Another potential limitation is the self-reporting bias of cigarette consumption. Self-reported smoking status among pregnant women is susceptible to bias, and may lead to attenuation of the true effect of smoking on birth outcomes [37
]. Rates of misclassification in the United States using data collected from the National Health and Nutrition Examination Surveys (NHANES) estimated non-disclosure to be around 20% [38
]. The rate of misclassification was consistent with other studies [39
], as was the demographic predictors of non-disclosure. Many studies used serum, salivary, or urinary cotinine as a biomarker to assess the degree of non-disclosure in smoking status, and have found a range of between 13% and 25% depending on the cut-off values used to classify one as an active smoker. Non-disclosure was higher among those who reported they were former smokers, and younger maternal age (20-24). The stigma around maternal smoking may lead some respondents to under report their actual consumption habits. Possible recall bias can also be assumed given the peaks in the histogram (Figure ) corresponding at multiples of 5. This could be due to responses given in terms of some fraction in packs of cigarettes per day, such that half a pack is equal to ten cigarettes. None the less, our results suggest that reported
number of cigarettes smoked correlates with adverse birth outcomes and associated socio-economic risk factors suggesting the information as provided will help identify those at highest risk.

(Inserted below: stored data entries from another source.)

//! Theme constants for the Crab Puzzle GUI

use egui::Color32;

// Board colors - sandy beach tones
pub const BOARD_BG: Color32 = Color32::from_rgb(214, 190, 140);
pub const CELL_BG: Color32 = Color32::from_rgb(236, 218, 178);
pub const CELL_BORDER: Color32 = Color32::from_rgb(150, 120, 80);
pub const COORD_TEXT: Color32 = Color32::from_rgb(90, 65, 35);

// Piece colors
pub const GREEN_PIECE: Color32 = Color32::from_rgb(60, 170, 90);
pub const GREEN_PIECE_EDGE: Color32 = Color32::from_rgb(30, 110, 55);
pub const RED_PIECE: Color32 = Color32::from_rgb(215, 70, 60);
pub const RED_PIECE_EDGE: Color32 = Color32::from_rgb(140, 35, 30);

// Markers
pub const SELECTED_RING: Color32 = Color32::from_rgb(255, 210, 60);
pub const LAST_MOVE_MARKER: Color32 = Color32::from_rgb(70, 110, 220);
pub const WIN_HIGHLIGHT: Color32 = Color32::from_rgb(50, 220, 50);

// Functions for colors that can't be const
pub fn destination_fill() -> Color32 {
    Color32::from_rgba_unmultiplied(255, 210, 60, 90)
}

pub fn movable_hint() -> Color32 {
    Color32::from_rgba_unmultiplied(255, 255, 255, 70)
}

// Panel colors - dark modern theme
pub const PANEL_BG: Color32 = Color32::from_rgb(25, 27, 31);
pub const CARD_BG: Color32 = Color32::from_rgb(35, 38, 43);
pub const TEXT_PRIMARY: Color32 = Color32::from_rgb(240, 240, 245);
pub const TEXT_SECONDARY: Color32 = Color32::from_rgb(160, 165, 175);
pub const TEXT_MUTED: Color32 = Color32::from_rgb(120, 125, 135);

// Timer colors
pub const TIMER_NORMAL: Color32 = Color32::from_rgb(80, 200, 120);
pub const TIMER_WARNING: Color32 = Color32::from_rgb(255, 180, 50);
pub const TIMER_CRITICAL: Color32 = Color32::from_rgb(255, 70, 70);

// Sizes
pub const BOARD_MARGIN: f32 = 32.0;
pub const CELL_GAP: f32 = 4.0;
pub const PIECE_RADIUS_RATIO: f32 = 0.38;
pub const LAST_MOVE_MARKER_RADIUS: f32 = 4.0;
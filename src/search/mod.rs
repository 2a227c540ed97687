//! Search module for the Crab Puzzle AI
//!
//! Contains:
//! - Minimax with alpha-beta pruning and adaptive depth
//! - Move ordering strategies

pub mod alphabeta;
pub mod ordering;

pub use alphabeta::{SearchConfig, SearchResult, SearchStats, Searcher, DRAW, INF};
pub use ordering::{score_move, CenterFirst, MoveOrdering, NaturalOrder};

Future analyses may include running a hierarchical multilevel model with the inclusion of neighbourhood-level deprivation scores to determine if clustering of observations by neighbourhoods regarding birth outcomes, smoking rates or prenatal care attendance. This type of analysis would be useful as a baseline to further study the effect of local air pollution exposure measured at the neighbourhood-level on birth outcomes and the potential interactions with SES and other risk variables.